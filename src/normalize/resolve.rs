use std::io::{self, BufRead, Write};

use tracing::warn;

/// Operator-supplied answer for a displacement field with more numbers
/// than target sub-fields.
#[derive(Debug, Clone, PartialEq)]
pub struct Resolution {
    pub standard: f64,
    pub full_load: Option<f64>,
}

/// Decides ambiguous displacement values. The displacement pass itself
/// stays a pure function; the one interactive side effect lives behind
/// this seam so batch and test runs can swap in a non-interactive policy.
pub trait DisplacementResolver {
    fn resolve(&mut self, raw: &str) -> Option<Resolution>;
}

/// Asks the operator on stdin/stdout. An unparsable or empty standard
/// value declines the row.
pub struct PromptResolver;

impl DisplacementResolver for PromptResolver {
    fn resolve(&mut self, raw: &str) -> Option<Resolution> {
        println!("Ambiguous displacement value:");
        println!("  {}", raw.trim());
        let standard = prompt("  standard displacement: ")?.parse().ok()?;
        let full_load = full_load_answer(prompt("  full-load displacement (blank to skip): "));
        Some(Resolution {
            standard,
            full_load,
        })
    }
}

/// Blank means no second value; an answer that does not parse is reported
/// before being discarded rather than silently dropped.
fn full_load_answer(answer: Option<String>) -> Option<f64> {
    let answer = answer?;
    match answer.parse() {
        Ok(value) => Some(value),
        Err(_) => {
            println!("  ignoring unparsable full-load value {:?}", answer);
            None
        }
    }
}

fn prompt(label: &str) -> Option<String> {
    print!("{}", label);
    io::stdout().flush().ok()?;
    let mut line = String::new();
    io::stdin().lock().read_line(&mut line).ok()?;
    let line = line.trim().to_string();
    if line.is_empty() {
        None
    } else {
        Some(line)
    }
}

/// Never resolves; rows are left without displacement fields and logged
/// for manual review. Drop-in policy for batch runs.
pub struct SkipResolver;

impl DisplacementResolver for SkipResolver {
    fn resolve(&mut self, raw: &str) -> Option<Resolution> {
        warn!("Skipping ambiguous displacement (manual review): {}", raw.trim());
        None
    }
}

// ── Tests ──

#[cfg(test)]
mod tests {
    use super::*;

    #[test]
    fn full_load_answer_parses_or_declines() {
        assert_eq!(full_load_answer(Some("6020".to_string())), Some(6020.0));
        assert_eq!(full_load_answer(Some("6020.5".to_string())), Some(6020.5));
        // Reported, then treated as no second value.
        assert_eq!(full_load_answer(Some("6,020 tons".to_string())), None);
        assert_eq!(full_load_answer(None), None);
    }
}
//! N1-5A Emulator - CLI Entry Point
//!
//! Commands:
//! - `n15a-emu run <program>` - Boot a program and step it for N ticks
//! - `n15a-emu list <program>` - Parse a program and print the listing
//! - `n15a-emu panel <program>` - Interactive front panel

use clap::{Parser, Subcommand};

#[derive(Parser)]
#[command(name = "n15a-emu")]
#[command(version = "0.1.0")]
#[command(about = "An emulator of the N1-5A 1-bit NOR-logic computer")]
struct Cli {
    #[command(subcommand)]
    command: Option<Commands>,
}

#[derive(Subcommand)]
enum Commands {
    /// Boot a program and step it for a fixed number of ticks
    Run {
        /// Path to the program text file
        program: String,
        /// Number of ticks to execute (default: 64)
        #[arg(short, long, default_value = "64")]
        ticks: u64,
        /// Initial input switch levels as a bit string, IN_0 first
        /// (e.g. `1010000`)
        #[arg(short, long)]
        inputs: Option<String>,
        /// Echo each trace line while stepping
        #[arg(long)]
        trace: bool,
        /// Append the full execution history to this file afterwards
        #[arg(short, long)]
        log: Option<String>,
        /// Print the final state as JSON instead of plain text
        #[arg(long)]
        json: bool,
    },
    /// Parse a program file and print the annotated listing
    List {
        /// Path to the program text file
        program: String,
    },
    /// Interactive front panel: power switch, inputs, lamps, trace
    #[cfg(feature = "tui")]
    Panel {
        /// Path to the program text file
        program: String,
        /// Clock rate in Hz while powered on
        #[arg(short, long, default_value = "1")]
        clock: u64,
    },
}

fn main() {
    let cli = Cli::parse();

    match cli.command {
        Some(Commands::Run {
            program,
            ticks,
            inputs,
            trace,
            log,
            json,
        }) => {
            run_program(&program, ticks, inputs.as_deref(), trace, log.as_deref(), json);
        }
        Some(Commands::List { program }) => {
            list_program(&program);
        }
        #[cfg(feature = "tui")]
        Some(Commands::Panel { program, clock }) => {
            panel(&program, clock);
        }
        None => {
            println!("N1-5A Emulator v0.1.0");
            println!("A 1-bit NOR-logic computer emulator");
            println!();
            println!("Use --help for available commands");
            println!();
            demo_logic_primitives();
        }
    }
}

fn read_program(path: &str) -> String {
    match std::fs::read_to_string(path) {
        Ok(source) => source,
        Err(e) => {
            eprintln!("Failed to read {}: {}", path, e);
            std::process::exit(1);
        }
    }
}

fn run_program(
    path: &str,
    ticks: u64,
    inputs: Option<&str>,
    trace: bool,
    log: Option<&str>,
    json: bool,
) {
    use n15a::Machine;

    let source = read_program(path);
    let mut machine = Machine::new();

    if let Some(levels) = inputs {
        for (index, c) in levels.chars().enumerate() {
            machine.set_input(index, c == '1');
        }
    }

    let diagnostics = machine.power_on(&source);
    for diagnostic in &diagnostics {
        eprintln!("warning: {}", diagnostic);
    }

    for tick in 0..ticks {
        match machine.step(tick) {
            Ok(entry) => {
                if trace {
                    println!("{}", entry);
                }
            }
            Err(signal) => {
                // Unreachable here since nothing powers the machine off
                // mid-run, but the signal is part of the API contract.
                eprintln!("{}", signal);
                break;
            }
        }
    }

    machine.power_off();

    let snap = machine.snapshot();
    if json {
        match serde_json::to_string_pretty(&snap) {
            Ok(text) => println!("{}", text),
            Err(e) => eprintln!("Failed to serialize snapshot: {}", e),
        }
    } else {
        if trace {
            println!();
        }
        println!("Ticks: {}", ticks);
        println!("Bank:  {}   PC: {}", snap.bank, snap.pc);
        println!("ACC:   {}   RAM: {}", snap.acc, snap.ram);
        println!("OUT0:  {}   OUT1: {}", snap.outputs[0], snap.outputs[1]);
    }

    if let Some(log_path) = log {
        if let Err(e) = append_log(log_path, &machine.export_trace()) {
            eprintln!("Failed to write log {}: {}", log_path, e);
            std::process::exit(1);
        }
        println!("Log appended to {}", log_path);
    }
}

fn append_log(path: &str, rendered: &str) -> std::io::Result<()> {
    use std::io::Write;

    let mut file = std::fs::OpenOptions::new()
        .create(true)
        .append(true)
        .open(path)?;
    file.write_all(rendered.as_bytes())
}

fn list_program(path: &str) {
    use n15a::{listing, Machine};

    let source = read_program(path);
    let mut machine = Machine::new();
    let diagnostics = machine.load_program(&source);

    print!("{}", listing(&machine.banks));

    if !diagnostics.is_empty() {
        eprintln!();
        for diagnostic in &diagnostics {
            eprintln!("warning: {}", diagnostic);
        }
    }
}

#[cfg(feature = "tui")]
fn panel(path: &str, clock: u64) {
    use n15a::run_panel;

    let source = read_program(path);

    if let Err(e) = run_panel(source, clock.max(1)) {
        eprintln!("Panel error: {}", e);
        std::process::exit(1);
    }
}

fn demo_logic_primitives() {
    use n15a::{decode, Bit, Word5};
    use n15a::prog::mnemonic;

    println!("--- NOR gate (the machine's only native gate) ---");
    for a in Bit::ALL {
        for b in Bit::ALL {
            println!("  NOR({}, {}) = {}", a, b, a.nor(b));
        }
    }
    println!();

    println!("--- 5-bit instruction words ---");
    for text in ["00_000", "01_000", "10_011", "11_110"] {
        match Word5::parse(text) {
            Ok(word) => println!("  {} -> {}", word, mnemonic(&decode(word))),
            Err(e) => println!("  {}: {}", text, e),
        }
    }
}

— Action item —
Recite the full listing above exactly.

— Written response —
filename src/normalize/resolve.rs
use std::io::{self, BufRead, Write};

use tracing::warn;

/// Operator-supplied answer for a displacement field with more numbers
/// than target sub-fields.
#[derive(Debug, Clone, PartialEq)]
pub struct Resolution {
    pub standard: f64,
    pub full_load: Option<f64>,
}

/// Decides ambiguous displacement values. The displacement pass itself
/// stays a pure function; the one interactive side effect lives behind
/// this seam so batch and test runs can swap in a non-interactive policy.
pub trait DisplacementResolver {
    fn resolve(&mut self, raw: &str) -> Option<Resolution>;
}

/// Asks the operator on stdin/stdout. An unparsable or empty standard
/// value declines the row.
pub struct PromptResolver;

impl DisplacementResolver for PromptResolver {
    fn resolve(&mut self, raw: &str) -> Option<Resolution> {
        println!("Ambiguous displacement value:");
        println!("  {}", raw.trim());
        let standard = prompt("  standard displacement: ")?.parse().ok()?;
        let full_load = full_load_answer(prompt("  full-load displacement (blank to skip): "));
        Some(Resolution {
            standard,
            full_load,
        })
    }
}

/// Blank means no second value; an answer that does not parse is reported
/// before being discarded rather than silently dropped.
fn full_load_answer(answer: Option<String>) -> Option<f64> {
    let answer = answer?;
    match answer.parse() {
        Ok(value) => Some(value),
        Err(_) => {
            println!("  ignoring unparsable full-load value {:?}", answer);
            None
        }
    }
}

fn prompt(label: &str) -> Option<String> {
    print!("{}", label);
    io::stdout().flush().ok()?;
    let mut line = String::new();
    io::stdin().lock().read_line(&mut line).ok()?;
    let line = line.trim().to_string();
    if line.is_empty() {
        None
    } else {
        Some(line)
    }
}

/// Never resolves; rows are left without displacement fields and logged
/// for manual review. Drop-in policy for batch runs.
pub struct SkipResolver;

impl DisplacementResolver for SkipResolver {
    fn resolve(&mut self, raw: &str) -> Option<Resolution> {
        warn!("Skipping ambiguous displacement (manual review): {}", raw.trim());
        None
    }
}

// ── Tests ──

#[cfg(test)]
mod tests {
    use super::*;

    #[test]
    fn full_load_answer_parses_or_declines() {
        assert_eq!(full_load_answer(Some("6020".to_string())), Some(6020.0));
        assert_eq!(full_load_answer(Some("6020.5".to_string())), Some(6020.5));
        // Reported, then treated as no second value.
        assert_eq!(full_load_answer(Some("6,020 tons".to_string())), None);
        assert_eq!(full_load_answer(None), None);
    }
}
//! N1-5A Emulator - CLI Entry Point
//!
//! Commands:
//! - `n15a-emu run <program>` - Boot a program and step it for N ticks
//! - `n15a-emu list <program>` - Parse a program and print the listing
//! - `n15a-emu panel <program>` - Interactive front panel

use clap::{Parser, Subcommand};

#[derive(Parser)]
#[command(name = "n15a-emu")]
#[command(version = "0.1.0")]
#[command(about = "An emulator of the N1-5A 1-bit NOR-logic computer")]
struct Cli {
    #[command(subcommand)]
    command: Option<Commands>,
}

#[derive(Subcommand)]
enum Commands {
    /// Boot a program and step it for a fixed number of ticks
    Run {
        /// Path to the program text file
        program: String,
        /// Number of ticks to execute (default: 64)
        #[arg(short, long, default_value = "64")]
        ticks: u64,
        /// Initial input switch levels as a bit string, IN_0 first
        /// (e.g. `1010000`)
        #[arg(short, long)]
        inputs: Option<String>,
        /// Echo each trace line while stepping
        #[arg(long)]
        trace: bool,
        /// Append the full execution history to this file afterwards
        #[arg(short, long)]
        log: Option<String>,
        /// Print the final state as JSON instead of plain text
        #[arg(long)]
        json: bool,
    },
    /// Parse a program file and print the annotated listing
    List {
        /// Path to the program text file
        program: String,
    },
    /// Interactive front panel: power switch, inputs, lamps, trace
    #[cfg(feature = "tui")]
    Panel {
        /// Path to the program text file
        program: String,
        /// Clock rate in Hz while powered on
        #[arg(short, long, default_value = "1")]
        clock: u64,
    },
}

fn main() {
    let cli = Cli::parse();

    match cli.command {
        Some(Commands::Run {
            program,
            ticks,
            inputs,
            trace,
            log,
            json,
        }) => {
            run_program(&program, ticks, inputs.as_deref(), trace, log.as_deref(), json);
        }
        Some(Commands::List { program }) => {
            list_program(&program);
        }
        #[cfg(feature = "tui")]
        Some(Commands::Panel { program, clock }) => {
            panel(&program, clock);
        }
        None => {
            println!("N1-5A Emulator v0.1.0");
            println!("A 1-bit NOR-logic computer emulator");
            println!();
            println!("Use --help for available commands");
            println!();
            demo_logic_primitives();
        }
    }
}

fn read_program(path: &str) -> String {
    match std::fs::read_to_string(path) {
        Ok(source) => source,
        Err(e) => {
            eprintln!("Failed to read {}: {}", path, e);
            std::process::exit(1);
        }
    }
}

fn run_program(
    path: &str,
    ticks: u64,
    inputs: Option<&str>,
    trace: bool,
    log: Option<&str>,
    json: bool,
) {
    use n15a::Machine;

    let source = read_program(path);
    let mut machine = Machine::new();

    if let Some(levels) = inputs {
        for (index, c) in levels.chars().enumerate() {
            machine.set_input(index, c == '1');
        }
    }

    let diagnostics = machine.power_on(&source);
    for diagnostic in &diagnostics {
        eprintln!("warning: {}", diagnostic);
    }

    for tick in 0..ticks {
        match machine.step(tick) {
            Ok(entry) => {
                if trace {
                    println!("{}", entry);
                }
            }
            Err(signal) => {
                // Unreachable here since nothing powers the machine off
                // mid-run, but the signal is part of the API contract.
                eprintln!("{}", signal);
                break;
            }
        }
    }

    machine.power_off();

    let snap = machine.snapshot();
    if json {
        match serde_json::to_string_pretty(&snap) {
            Ok(text) => println!("{}", text),
            Err(e) => eprintln!("Failed to serialize snapshot: {}", e),
        }
    } else {
        if trace {
            println!();
        }
        println!("Ticks: {}", ticks);
        println!("Bank:  {}   PC: {}", snap.bank, snap.pc);
        println!("ACC:   {}   RAM: {}", snap.acc, snap.ram);
        println!("OUT0:  {}   OUT1: {}", snap.outputs[0], snap.outputs[1]);
    }

    if let Some(log_path) = log {
        if let Err(e) = append_log(log_path, &machine.export_trace()) {
            eprintln!("Failed to write log {}: {}", log_path, e);
            std::process::exit(1);
        }
        println!("Log appended to {}", log_path);
    }
}

fn append_log(path: &str, rendered: &str) -> std::io::Result<()> {
    use std::io::Write;

    let mut file = std::fs::OpenOptions::new()
        .create(true)
        .append(true)
        .open(path)?;
    file.write_all(rendered.as_bytes())
}

fn list_program(path: &str) {
    use n15a::{listing, Machine};

    let source = read_program(path);
    let mut machine = Machine::new();
    let diagnostics = machine.load_program(&source);

    print!("{}", listing(&machine.banks));

    if !diagnostics.is_empty() {
        eprintln!();
        for diagnostic in &diagnostics {
            eprintln!("warning: {}", diagnostic);
        }
    }
}

#[cfg(feature = "tui")]
fn panel(path: &str, clock: u64) {
    use n15a::run_panel;

    let source = read_program(path);

    if let Err(e) = run_panel(source, clock.max(1)) {
        eprintln!("Panel error: {}", e);
        std::process::exit(1);
    }
}

fn demo_logic_primitives() {
    use n15a::{decode, Bit, Word5};
    use n15a::prog::mnemonic;

    println!("--- NOR gate (the machine's only native gate) ---");
    for a in Bit::ALL {
        for b in Bit::ALL {
            println!("  NOR({}, {}) = {}", a, b, a.nor(b));
        }
    }
    println!();

    println!("--- 5-bit instruction words ---");
    for text in ["00_000", "01_000", "10_011", "11_110"] {
        match Word5::parse(text) {
            Ok(word) => println!("  {} -> {}", word, mnemonic(&decode(word))),
            Err(e) => println!("  {}: {}", text, e),
        }
    }
}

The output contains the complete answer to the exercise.